Águila de dos cabezas (2000)

Las elecciones presidenciales del 2 de julio, en México, son sin duda las más importantes de la historia moderna de ese país, pues con ellas puede culminar el proceso de democratización que viene experimentando desde hace algunos años el más grande y populoso (más de cien millones de habitantes) de los países de lengua española. Si así ocurriera, los efectos benéficos de esta experiencia desbordarían largamente la realidad mexicana y ejercerían una saludable influencia sobre el resto de América Latina, donde, en tanto que en países como los del cono Sur y Centroamérica la democracia va —más o menos— echando raíces, en otros, los de la región andina, parece sobrevivir a duras penas (y no por mucho tiempo más). Para que la democracia sea por fin una realidad en México el PRI, nombre que es una contradicción y galimatías al mismo tiempo (Partido Revolucionario Institucional), debe salir del poder que ocupa desde que fue fundado, en 1929, y ceder el lugar a la oposición. Por haber defendido esta tesis fui muy criticado hace unos días en México, donde se me recordó que lo esencial en una sociedad democrática no es la alternancia en el poder sino que en unos comicios libres se respete la voluntad popular. Esto es cierto, pero en una sociedad democrática, algo que no es todavía México, donde el PRI se ha mantenido en el gobierno a lo largo de 71 años —el régimen autoritario más largo que haya conocido el siglo XX—, gracias a ganar catorce elecciones consecutivas, casi todas ellas fraguadas, y donde su enquistamiento en el Estado ha sido tan completo como en los más explícitos regímenes totalitarios.

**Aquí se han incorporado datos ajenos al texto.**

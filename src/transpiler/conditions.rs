use crate::ast::{
    BoundProperty, Condition, LogicalOp, NumberValue, Operator, Resolved, ResolvedValue,
    SpecialToken,
};
use crate::schema::{PropertyDefinition, PropertyKind};

use super::BoundValue;
use super::context::EvalContext;
use super::traits::SqlGenerator;

/// Context for parameterized query building.
#[derive(Debug, Default)]
pub struct ParamContext {
    /// Current parameter index (1-based for Postgres $1, $2, etc.)
    pub index: usize,
    /// Collected parameter values in order
    pub params: Vec<BoundValue>,
}

impl ParamContext {
    pub fn new() -> Self {
        Self::default()
    }

    /// Add a value and return the placeholder for it.
    pub fn add_param(&mut self, value: BoundValue, generator: &dyn SqlGenerator) -> String {
        self.index += 1;
        self.params.push(value);
        generator.placeholder(self.index)
    }
}

/// Writes WHERE fragments for one card table.
pub struct ConditionWriter<'a> {
    pub generator: &'a dyn SqlGenerator,
    pub ctx: &'a dyn EvalContext,
    pub table: &'a str,
}

impl<'a> ConditionWriter<'a> {
    pub fn column(&self, property: &PropertyDefinition) -> String {
        self.generator.qualified(self.table, &property.column)
    }

    /// Concrete parameter for a resolved value; specials are bound here.
    pub fn bind(&self, value: &ResolvedValue) -> BoundValue {
        match value {
            ResolvedValue::Null => BoundValue::Null,
            ResolvedValue::Number(n) => BoundValue::Number(n.value),
            ResolvedValue::Text(s) => BoundValue::Text(s.clone()),
            ResolvedValue::Date(d) => BoundValue::Date(*d),
            ResolvedValue::User { id, .. } => BoundValue::Int(id.0),
            ResolvedValue::Card { id, .. } => BoundValue::Int(id.0),
            ResolvedValue::Special(SpecialToken::Today) => BoundValue::Date(self.ctx.today()),
            ResolvedValue::Special(SpecialToken::CurrentUser) => {
                BoundValue::Int(self.ctx.current_user().0)
            }
            ResolvedValue::PlvIndirection { value, .. } => self.bind(value),
        }
    }

    pub fn condition(&self, cond: &Condition<Resolved>, params: &mut ParamContext) -> String {
        match cond {
            Condition::Comparison {
                property,
                op,
                value,
            } => self.comparison(property, *op, value, params),
            Condition::In { property, values } => self.in_list(property, values, params),
            Condition::Composite {
                op: LogicalOp::And,
                children,
            } => children
                .iter()
                .map(|c| self.condition(c, params))
                .collect::<Vec<_>>()
                .join(" AND "),
            Condition::Composite {
                op: LogicalOp::Or,
                children,
            } => {
                let parts: Vec<String> = children
                    .iter()
                    .map(|c| format!("({})", self.condition(c, params)))
                    .collect();
                format!("({})", parts.join(" OR "))
            }
            Condition::Not(child) if child.is_or() => {
                format!("NOT {}", self.condition(child, params))
            }
            Condition::Not(child) => format!("NOT ({})", self.condition(child, params)),
        }
    }

    fn is_text(property: &PropertyDefinition) -> bool {
        matches!(
            property.kind,
            PropertyKind::Text | PropertyKind::Enumerated { numeric: false }
        )
    }

    fn comparison(
        &self,
        property: &BoundProperty,
        op: Operator,
        value: &ResolvedValue,
        params: &mut ParamContext,
    ) -> String {
        let definition = &property.definition;
        let col = self.column(definition);

        if value.is_null() {
            return match op {
                Operator::Ne => format!("{} IS NOT NULL", col),
                _ => format!("{} IS NULL", col),
            };
        }

        if matches!(definition.kind, PropertyKind::Enumerated { .. }) && !op.is_equality() {
            return self.enumerated_range(definition, &col, op, value, params);
        }

        let placeholder = params.add_param(self.bind(value), self.generator);
        let (lhs, rhs) = if Self::is_text(definition) {
            (self.generator.lower(&col), self.generator.lower(&placeholder))
        } else {
            (col.clone(), placeholder)
        };

        match op {
            // `!=` also matches cards without a value.
            Operator::Ne => format!("({} IS NULL OR {} <> {})", col, lhs, rhs),
            _ => format!("{} {} {}", lhs, op.symbol(), rhs),
        }
    }

    /// `status < closed` becomes membership in the values listed before `closed`.
    fn enumerated_range(
        &self,
        definition: &PropertyDefinition,
        col: &str,
        op: Operator,
        value: &ResolvedValue,
        params: &mut ParamContext,
    ) -> String {
        let Some(pos) = value_position(definition, value.terminal()) else {
            return "1 = 0".to_string();
        };
        let range = match op {
            Operator::Lt => 0..pos,
            Operator::Lte => 0..pos + 1,
            Operator::Gt => pos + 1..definition.values.len(),
            Operator::Gte => pos..definition.values.len(),
            Operator::Eq | Operator::Ne => pos..pos + 1,
        };
        let members = &definition.values[range];
        if members.is_empty() {
            return "1 = 0".to_string();
        }

        let placeholders: Vec<String> = members
            .iter()
            .map(|v| params.add_param(enumerated_param(definition, &v.value), self.generator))
            .collect();
        format!("{} IN ({})", col, placeholders.join(", "))
    }

    fn in_list(
        &self,
        property: &BoundProperty,
        values: &[ResolvedValue],
        params: &mut ParamContext,
    ) -> String {
        let definition = &property.definition;
        let col = self.column(definition);
        let text = Self::is_text(definition);

        let has_null = values.iter().any(ResolvedValue::is_null);
        let placeholders: Vec<String> = values
            .iter()
            .filter(|v| !v.is_null())
            .map(|v| {
                let placeholder = params.add_param(self.bind(v), self.generator);
                if text {
                    self.generator.lower(&placeholder)
                } else {
                    placeholder
                }
            })
            .collect();

        if placeholders.is_empty() {
            return format!("{} IS NULL", col);
        }
        let lhs = if text {
            self.generator.lower(&col)
        } else {
            col.clone()
        };
        let membership = format!("{} IN ({})", lhs, placeholders.join(", "));
        if has_null {
            format!("({} IS NULL OR {})", col, membership)
        } else {
            membership
        }
    }
}

/// Index of `value` in a managed value list.
pub(crate) fn value_position(
    definition: &PropertyDefinition,
    value: &ResolvedValue,
) -> Option<usize> {
    match value {
        ResolvedValue::Text(s) => definition.position_of(s),
        ResolvedValue::Number(n) => definition
            .values
            .iter()
            .position(|v| NumberValue::parse(&v.value).as_ref() == Some(n)),
        _ => None,
    }
}

/// A managed value as a parameter of the column's type.
pub(crate) fn enumerated_param(definition: &PropertyDefinition, value: &str) -> BoundValue {
    match definition.kind {
        PropertyKind::Enumerated { numeric: true } => match NumberValue::parse(value) {
            Some(n) => BoundValue::Number(n.value),
            None => BoundValue::Text(value.to_string()),
        },
        _ => BoundValue::Text(value.to_string()),
    }
}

La superioridad del PRI sobre otros sistemas de control del poder se ha debido a que el asesinato simbólico del dictador "elegido" cada seis años —que era reemplazado y pasaba, cargado de millones, al desván de las cosas inútiles—, el empleo moderado de la coerción a la que el régimen prefirió siempre la corrupción para neutralizar a los opositores, y las constantes metamorfosis ideológicas de la camarilla gobernante para adaptarse a los vientos reinantes —el PRI ha sido de derecha, de centro y de izquierda a lo largo de su historia sin el menor embarazo ni explicación—, daban una apariencia de renovación y cambio y hacían la vida menos asfixiante para los ciudadanos que aquellos otros, dogmáticos, presididos por la cruz gamada o la hoz y el martillo y sembrados de campos de concentración. Con estos precedentes ¿quién, en su sano juicio, creería de buena fe en un triunfo limpio y transparente, en la décima quinta elección mexicana, del partido gobernante que ganó las catorce anteriores mediante fraudes? Su victoria parecería la última y audaz estrategia —¡la carta democrática!— concebida por el más extraordinario partido-camaleón que haya conocido la historia, para seguir en el poder.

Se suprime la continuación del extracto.